Key principle: Different syntaxes producing the same object (same class + same non-default params) → same serialization → same hash.

Serialization Rules

nirs4all normalizes all syntaxes to a canonical form for storage and reproducibility.

Rule 1: Classes → String Paths (When Defaults Only)

Input (all produce same object):

from sklearn.preprocessing import StandardScaler

# Syntax 1: Class
StandardScaler

# Syntax 2: Instance with defaults
StandardScaler()

# Syntax 3: String path
"sklearn.preprocessing.StandardScaler"

# Syntax 4: Dict with class only
{"class": "sklearn.preprocessing.StandardScaler"}

All serialize to the same canonical form:

"sklearn.preprocessing._data.StandardScaler"

Hash: Based on class path only (all produce identical hash).

Note: Uses internal module path (may differ from import path).

Rule 2: Instances → Dict with Params (Only Non-Defaults)

Input with non-default parameter:

MinMaxScaler(feature_range=(0, 2))  # (0, 2) is NOT default

Serialized:

{
    "class": "sklearn.preprocessing._data.MinMaxScaler",
    "params": {
        "feature_range": [0, 2]
    }
}

Input with default parameter:

MinMaxScaler(feature_range=(0, 1))  # (0, 1) IS default

Serialized (no params, identical to class):

"sklearn.preprocessing._data.MinMaxScaler"

Key behavior: Only non-default parameters are included (via _changed_kwargs()). This ensures:

MinMaxScaler (class)
MinMaxScaler() (instance, defaults)
MinMaxScaler(feature_range=(0, 1)) (instance, explicit defaults)
"sklearn.preprocessing.MinMaxScaler" (string)

All produce the same serialization and hash.

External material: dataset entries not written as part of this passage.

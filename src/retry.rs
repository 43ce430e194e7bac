//! Retry schedule for failed uploads.
//!
//! Uploads are retried on a fixed, escalating schedule rather than pure
//! exponential backoff. Each delay gets a small random jitter so that workers
//! which failed together do not retry in lockstep.

use std::time::Duration;

use rand::Rng;

/// Nominal delays between attempts (in milliseconds).
const DEFAULT_DELAYS_MS: [u64; 4] = [2_000, 3_000, 5_000, 8_000];

/// Upper bound (exclusive) of the jitter added to each delay (in milliseconds).
const DEFAULT_JITTER_MS: u64 = 50;

/// Decides whether and when a failed upload is attempted again.
#[derive(Debug, Clone, PartialEq, Eq)]
pub struct RetryPolicy {
    /// Delay before retry `n` is `delays[n - 1]`
    delays: Vec<Duration>,

    /// Upper bound (exclusive) of the uniform jitter added to each delay
    jitter: Duration,
}

impl Default for RetryPolicy {
    fn default() -> Self {
        Self {
            delays: DEFAULT_DELAYS_MS
                .iter()
                .map(|ms| Duration::from_millis(*ms))
                .collect(),
            jitter: Duration::from_millis(DEFAULT_JITTER_MS),
        }
    }
}

impl RetryPolicy {
    /// Create a policy with a custom schedule.
    ///
    /// The number of retries equals `delays.len()`; an empty schedule never retries.
    pub fn new(delays: Vec<Duration>, jitter: Duration) -> Self {
        Self { delays, jitter }
    }

    /// Delay to wait before retry number `retry` (1-based), jitter included.
    ///
    /// Returns `None` when the retry budget is exhausted.
    pub fn delay_for(&self, retry: u32) -> Option<Duration> {
        let index = usize::try_from(retry).ok()?.checked_sub(1)?;
        let base = *self.delays.get(index)?;
        Some(base + random_jitter(self.jitter))
    }

    /// Number of retries after the first attempt.
    pub fn max_retries(&self) -> u32 {
        self.delays.len() as u32
    }

    /// The nominal schedule, without jitter.
    pub fn delays(&self) -> &[Duration] {
        &self.delays
    }

    pub fn jitter(&self) -> Duration {
        self.jitter
    }
}

/// Uniform random duration in `[0, bound)`. A zero bound yields zero.
pub(crate) fn random_jitter(bound: Duration) -> Duration {
    let bound_ms = bound.as_millis() as u64;
    if bound_ms == 0 {
        return Duration::ZERO;
    }
    Duration::from_millis(rand::thread_rng().gen_range(0..bound_ms))
}

#[cfg(test)]
mod tests {
    use super::*;

    #[test]
    fn test_default_schedule() {
        let policy = RetryPolicy::default();
        assert_eq!(policy.max_retries(), 4);
        assert_eq!(
            policy.delays(),
            &[
                Duration::from_millis(2000),
                Duration::from_millis(3000),
                Duration::from_millis(5000),
                Duration::from_millis(8000),
            ]
        );
        assert_eq!(policy.jitter(), Duration::from_millis(50));
    }

    #[test]
    fn test_delays_stay_within_jitter_bounds() {
        let policy = RetryPolicy::default();

        for _ in 0..100 {
            for (retry, nominal) in [(1, 2000), (2, 3000), (3, 5000), (4, 8000)] {
                let delay = policy.delay_for(retry).expect("retry within budget");
                assert!(delay >= Duration::from_millis(nominal));
                assert!(delay < Duration::from_millis(nominal + 50));
            }
        }
    }

    #[test]
    fn test_exhausted_after_schedule() {
        let policy = RetryPolicy::default();
        assert!(policy.delay_for(5).is_none());
        assert!(policy.delay_for(100).is_none());
    }

    #[test]
    fn test_retry_zero_is_not_a_retry() {
        let policy = RetryPolicy::default();
        assert!(policy.delay_for(0).is_none());
    }

    #[test]
    fn test_custom_schedule_without_jitter() {
        let policy = RetryPolicy::new(vec![Duration::from_millis(10)], Duration::ZERO);
        assert_eq!(policy.max_retries(), 1);
        assert_eq!(policy.delay_for(1), Some(Duration::from_millis(10)));
        assert_eq!(policy.delay_for(2), None);
    }

    #[test]
    fn test_empty_schedule_never_retries() {
        let policy = RetryPolicy::new(Vec::new(), Duration::from_millis(50));
        assert_eq!(policy.max_retries(), 0);
        assert!(policy.delay_for(1).is_none());
    }

    #[test]
    fn test_random_jitter_zero_bound() {
        assert_eq!(random_jitter(Duration::ZERO), Duration::ZERO);
    }
}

Hash: Based on class path + JSON representation of non-default params.

Rule 3: Tuples → Lists

Reason: YAML’s safe_load() cannot deserialize Python-specific tuples.

Input:

{
    "feature_range": (0, 1)
}

Serialized:

{
    "feature_range": [0, 1]
}

Exception: Hyperparameter range tuples ('int', min, max) are also converted to lists during YAML serialization but preserved as semantic ranges during JSON serialization phase.

Rule 4: Functions → Dict with Function Key

Input:

from nirs4all.operators.models.tensorflow.nicon import nicon
nicon

Serialized:

{
    "function": "nirs4all.operators.models.cirad_tf.nicon"
}

Rule 5: Nested Dicts Recursively Serialized

Input:

{
    "model": {
        "class": PLSRegression,
        "params": {"n_components": 10}
    }
}

Serialized:

{
    "model": {
        "class": "sklearn.cross_decomposition._pls.PLSRegression",
        "params": {
            "n_components": 10
        }
    }
}

Rule 6: Special Keys Preserved

Generator keys (_or_, _range_, size, count) and operator keys (y_processing, feature_augmentation, etc.) are preserved as-is.

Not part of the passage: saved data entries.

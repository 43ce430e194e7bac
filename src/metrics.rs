//! Sliding-window throughput estimation.
//!
//! [`RateCollector`] answers "how many events per second are happening right
//! now" with bounded memory. Events are counted into a fixed ring of time bins;
//! when an event falls past the end of the window, the oldest bins are zeroed
//! and reused, rolling the window forward.
//!
//! The rate is normalised over the bins actually reached so far (warm-up
//! aware): before the window has filled, dividing by the full window length
//! would understate throughput.

use std::sync::Mutex;
use std::time::Duration;

use chrono::{DateTime, Utc};

/// Default number of bins in the window.
const DEFAULT_BINS: usize = 30;

/// Default bin width.
const DEFAULT_RESOLUTION: Duration = Duration::from_millis(1000);

/// Ring state. Only touched while holding the collector's lock.
#[derive(Debug)]
struct Window {
    /// Event counters, one per bin
    counts: Vec<u64>,

    /// Start of the oldest bin; `None` until the first event
    anchor: Option<DateTime<Utc>>,

    /// Ring slot that currently represents `anchor`
    oldest_bin: usize,

    /// Window-relative index of the most recently collected event
    last_bin_index: usize,
}

/// Thread-safe events-per-second estimator over a ring of time bins.
///
/// # Example
///
/// ```
/// use fhir_loader::metrics::RateCollector;
///
/// let collector = RateCollector::default();
/// collector.collect(chrono::Utc::now());
/// assert!(collector.events_per_second() >= 0.0);
/// ```
#[derive(Debug)]
pub struct RateCollector {
    window: Mutex<Window>,
    resolution_ms: i64,
    clock: fn() -> DateTime<Utc>,
}

impl Default for RateCollector {
    fn default() -> Self {
        Self::new(DEFAULT_BINS, DEFAULT_RESOLUTION)
    }
}

impl RateCollector {
    /// Create a collector with `bins` bins of width `resolution`.
    ///
    /// Both are clamped to at least 1 (bin, millisecond).
    pub fn new(bins: usize, resolution: Duration) -> Self {
        Self::with_clock(bins, resolution, Utc::now)
    }

    /// Create a collector whose window anchor is taken from `clock`.
    pub fn with_clock(bins: usize, resolution: Duration, clock: fn() -> DateTime<Utc>) -> Self {
        let bins = bins.max(1);
        let resolution_ms = (resolution.as_millis() as i64).max(1);

        Self {
            window: Mutex::new(Window {
                counts: vec![0; bins],
                anchor: None,
                oldest_bin: 0,
                last_bin_index: 0,
            }),
            resolution_ms,
            clock,
        }
    }

    /// Register one event that happened at `event_time`.
    ///
    /// Event times are expected to be non-decreasing. An event earlier than
    /// the window start is counted in the first bin.
    pub fn collect(&self, event_time: DateTime<Utc>) {
        let mut window = self.lock();
        let bins = window.counts.len();

        let mut anchor = *window.anchor.get_or_insert_with(self.clock);
        let offset_ms = (event_time - anchor).num_milliseconds().max(0);
        let mut bin_index = (offset_ms / self.resolution_ms) as usize;

        if bin_index >= bins {
            // Roll the window forward so the event lands in the last bin
            let shift = bin_index - (bins - 1);
            let oldest = window.oldest_bin;
            if shift >= bins {
                window.counts.fill(0);
            } else {
                for i in 0..shift {
                    window.counts[(oldest + i) % bins] = 0;
                }
            }
            window.oldest_bin = (oldest + shift) % bins;
            anchor += chrono::Duration::milliseconds(self.resolution_ms * shift as i64);
            bin_index = bins - 1;
        }

        window.anchor = Some(anchor);
        let slot = (bin_index + window.oldest_bin) % bins;
        window.counts[slot] += 1;
        window.last_bin_index = bin_index;
    }

    /// Current throughput in events per second.
    ///
    /// Returns `0.0` before any event has been collected.
    pub fn events_per_second(&self) -> f64 {
        let window = self.lock();
        if window.anchor.is_none() {
            return 0.0;
        }

        let total: u64 = window.counts.iter().sum();
        let span_secs =
            (self.resolution_ms as f64) * ((window.last_bin_index + 1) as f64) / 1000.0;
        total as f64 / span_secs
    }

    /// Sum of all bin counters currently inside the window.
    pub fn total_in_window(&self) -> u64 {
        self.lock().counts.iter().sum()
    }

    /// Window-relative bin index of the last collected event.
    pub fn last_bin_index(&self) -> usize {
        self.lock().last_bin_index
    }

    /// Start time of the oldest bin, once anchored.
    pub fn window_start(&self) -> Option<DateTime<Utc>> {
        self.lock().anchor
    }

    pub fn bins(&self) -> usize {
        self.lock().counts.len()
    }

    pub fn resolution(&self) -> Duration {
        Duration::from_millis(self.resolution_ms as u64)
    }

    fn lock(&self) -> std::sync::MutexGuard<'_, Window> {
        // Window updates never leave the ring half-written, so a poisoned lock is still usable.
        self.window.lock().unwrap_or_else(|poisoned| poisoned.into_inner())
    }
}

Rule 7: Minimal Serialization (Hash-Based Uniqueness)

The _changed_kwargs() function compares current values to defaults:

def _changed_kwargs(obj):
    """Return {param: value} for every __init__ param whose current
    value differs from its default."""
    sig = inspect.signature(obj.__class__.__init__)
    out = {}

    for name, param in sig.parameters.items():
        if name == "self":
            continue

        default = param.default if param.default is not inspect._empty else None
        current = getattr(obj, name, default)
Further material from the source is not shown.